Soleil, un petit bout d’homme est là sur ton chemin

Et tu mets sous ses yeux ce qu’il faut de lointains.

Ne sauras-tu jamais un peu de ce qu’il pense ?

Ah tu es faible aussi, sans aucune défense,

Toi qui n’as que la nuit pour sillage, pour fin.

Et peut-être que Dieu partage notre faim

Et que tous ces vivants et ces morts sur la terre

Ne sont que des morceaux de sa grande misère,

Dieu toujours appelé Dieu. Dieu toujours appelant,

Comme le bruit confus de notre propre sang.

Soleil, je suis heureux de rester sans réponse,

Ta lumière suffit qui brille sur ces ronces.

Je cherche autour de moi ce que je puis t’offrir.
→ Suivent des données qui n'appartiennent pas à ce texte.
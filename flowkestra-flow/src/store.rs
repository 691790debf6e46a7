use async_trait::async_trait;
use chrono::Utc;
use flowkestra_core::{AuthError, FlowDefinition, FlowInstance, FlowStore};
use std::collections::HashMap;
use std::sync::Arc;
use std::time::Duration;
use tokio::sync::RwLock;
use tokio::task::JoinHandle;

/// An in-process [`FlowStore`].
///
/// Every mutation happens under a single write lock, so a version check and
/// the write it guards are atomic, and an update racing the expiry sweep
/// either commits or observes `FlowNotFound`.
#[derive(Default)]
pub struct MemoryFlowStore {
    instances: RwLock<HashMap<String, FlowInstance>>,
}

impl MemoryFlowStore {
    /// An empty store.
    pub fn new() -> Self {
        Self::default()
    }

    /// Number of stored instances, expired ones included.
    pub async fn len(&self) -> usize {
        self.instances.read().await.len()
    }

    /// Whether the store holds no instances.
    pub async fn is_empty(&self) -> bool {
        self.instances.read().await.is_empty()
    }
}

#[async_trait]
impl FlowStore for MemoryFlowStore {
    async fn create(
        &self,
        app_id: &str,
        definition: FlowDefinition,
        ttl: chrono::Duration,
    ) -> Result<FlowInstance, AuthError> {
        let mut instances = self.instances.write().await;
        let flow_id = loop {
            let candidate = uuid::Uuid::new_v4().to_string();
            if !instances.contains_key(&candidate) {
                break candidate;
            }
        };
        let instance = FlowInstance::new(flow_id.clone(), app_id, definition, ttl);
        instances.insert(flow_id, instance.clone());
        Ok(instance)
    }

    async fn get(&self, flow_id: &str) -> Result<Option<FlowInstance>, AuthError> {
        let now = Utc::now();
        Ok(self
            .instances
            .read()
            .await
            .get(flow_id)
            .filter(|i| !i.is_expired_at(now))
            .cloned())
    }

    async fn update(&self, instance: &FlowInstance) -> Result<FlowInstance, AuthError> {
        let now = Utc::now();
        let mut instances = self.instances.write().await;
        let expired = match instances.get(&instance.flow_id) {
            Some(stored) => stored.is_expired_at(now),
            None => return Err(AuthError::FlowNotFound(instance.flow_id.clone())),
        };
        if expired {
            instances.remove(&instance.flow_id);
            return Err(AuthError::FlowNotFound(instance.flow_id.clone()));
        }
        let stored = instances
            .get_mut(&instance.flow_id)
            .ok_or_else(|| AuthError::FlowNotFound(instance.flow_id.clone()))?;
        if stored.version != instance.version {
            return Err(AuthError::FlowConflict(instance.flow_id.clone()));
        }
        *stored = instance.clone();
        stored.version += 1;
        Ok(stored.clone())
    }

    async fn expire(&self, flow_id: &str) -> Result<(), AuthError> {
        self.instances.write().await.remove(flow_id);
        Ok(())
    }

    async fn purge_expired(&self) -> Result<usize, AuthError> {
        let now = Utc::now();
        let mut instances = self.instances.write().await;
        let before = instances.len();
        instances.retain(|_, i| !i.is_expired_at(now));
        Ok(before - instances.len())
    }
}

/// Shortest interval the sweeper runs at; smaller values are raised to it.
pub const MIN_SWEEP_INTERVAL: Duration = Duration::from_millis(10);

/// Periodically drops expired instances from `store`.
///
/// Runs until the returned handle is aborted.
pub fn spawn_expiry_sweeper(store: Arc<dyn FlowStore>, every: Duration) -> JoinHandle<()> {
    let every = every.max(MIN_SWEEP_INTERVAL);
    tokio::spawn(async move {
        let mut ticker = tokio::time::interval(every);
        loop {
            ticker.tick().await;
            match store.purge_expired().await {
                Ok(0) => {}
                Ok(n) => log::debug!("Expired {n} flow instance(s)"),
                Err(e) => log::error!("Flow expiry sweep failed: {e}"),
            }
        }
    })
}

#[cfg(test)]
mod tests {
    use super::*;
    use flowkestra_core::{FlowStatus, StepSpec};

    fn definition() -> FlowDefinition {
        FlowDefinition::new("basic", vec![StepSpec::new("basic")])
    }

    #[tokio::test]
    async fn creates_unique_ids() {
        let store = MemoryFlowStore::new();
        let a = store
            .create("app", definition(), chrono::Duration::minutes(5))
            .await
            .unwrap();
        let b = store
            .create("app", definition(), chrono::Duration::minutes(5))
            .await
            .unwrap();
        assert_ne!(a.flow_id, b.flow_id);
        assert_eq!(a.status, FlowStatus::Incomplete);
        assert_eq!(a.step_index, 0);
        assert_eq!(store.len().await, 2);
    }

    #[tokio::test]
    async fn stale_version_conflicts() {
        let store = MemoryFlowStore::new();
        let created = store
            .create("app", definition(), chrono::Duration::minutes(5))
            .await
            .unwrap();

        let mut first = created.clone();
        first.step_index = 1;
        let committed = store.update(&first).await.unwrap();
        assert_eq!(committed.version, 1);

        let mut second = created;
        second.step_index = 1;
        assert!(matches!(
            store.update(&second).await,
            Err(AuthError::FlowConflict(_))
        ));
    }

    #[tokio::test]
    async fn expired_instances_are_invisible() {
        let store = MemoryFlowStore::new();
        let created = store
            .create("app", definition(), chrono::Duration::zero())
            .await
            .unwrap();

        assert!(store.get(&created.flow_id).await.unwrap().is_none());
        assert!(matches!(
            store.update(&created).await,
            Err(AuthError::FlowNotFound(_))
        ));
    }

    #[tokio::test]
    async fn purge_drops_only_expired() {
        let store = MemoryFlowStore::new();
        store
            .create("app", definition(), chrono::Duration::zero())
            .await
            .unwrap();
        let live = store
            .create("app", definition(), chrono::Duration::minutes(5))
            .await
            .unwrap();

        assert_eq!(store.purge_expired().await.unwrap(), 1);
        assert_eq!(store.len().await, 1);
        assert!(store.get(&live.flow_id).await.unwrap().is_some());
    }

    #[tokio::test]
    async fn expire_removes_instance() {
        let store = MemoryFlowStore::new();
        let created = store
            .create("app", definition(), chrono::Duration::minutes(5))
            .await
            .unwrap();
        store.expire(&created.flow_id).await.unwrap();
        assert!(store.get(&created.flow_id).await.unwrap().is_none());
        assert!(store.is_empty().await);
    }

    #[tokio::test]
    async fn sweeper_purges_in_background() {
        let store = Arc::new(MemoryFlowStore::new());
        store
            .create("app", definition(), chrono::Duration::zero())
            .await
            .unwrap();

        let handle = spawn_expiry_sweeper(store.clone(), Duration::from_millis(10));
        tokio::time::sleep(Duration::from_millis(50)).await;
        handle.abort();

        assert!(store.is_empty().await);
    }

    #[tokio::test]
    async fn zero_interval_is_raised_instead_of_panicking() {
        let store = Arc::new(MemoryFlowStore::new());
        store
            .create("app", definition(), chrono::Duration::zero())
            .await
            .unwrap();

        let handle = spawn_expiry_sweeper(store.clone(), Duration::ZERO);
        tokio::time::sleep(Duration::from_millis(50)).await;
        assert!(!handle.is_finished());
        handle.abort();

        assert!(store.is_empty().await);
    }
}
Si je pouvais du moins te faire un jour chérir

Dans un matin d’hiver ta présence tacite,

Ou ce ciel dont tu es la seule marguerite,

Mais mon cœur ne peut rien sous l’os, il est sans voix,

Et toujours se hâtant pour s’approcher de toi,

Et toujours à deux doigts obscurs de ta lumière,

Elle qui ne pourrait non plus le satisfaire.

 

*

Montagnes et rochers, monuments du délire,

Nul homme ne nous voit, écoutez sans détours

Mon cœur grondant du fond des gorges et des jours.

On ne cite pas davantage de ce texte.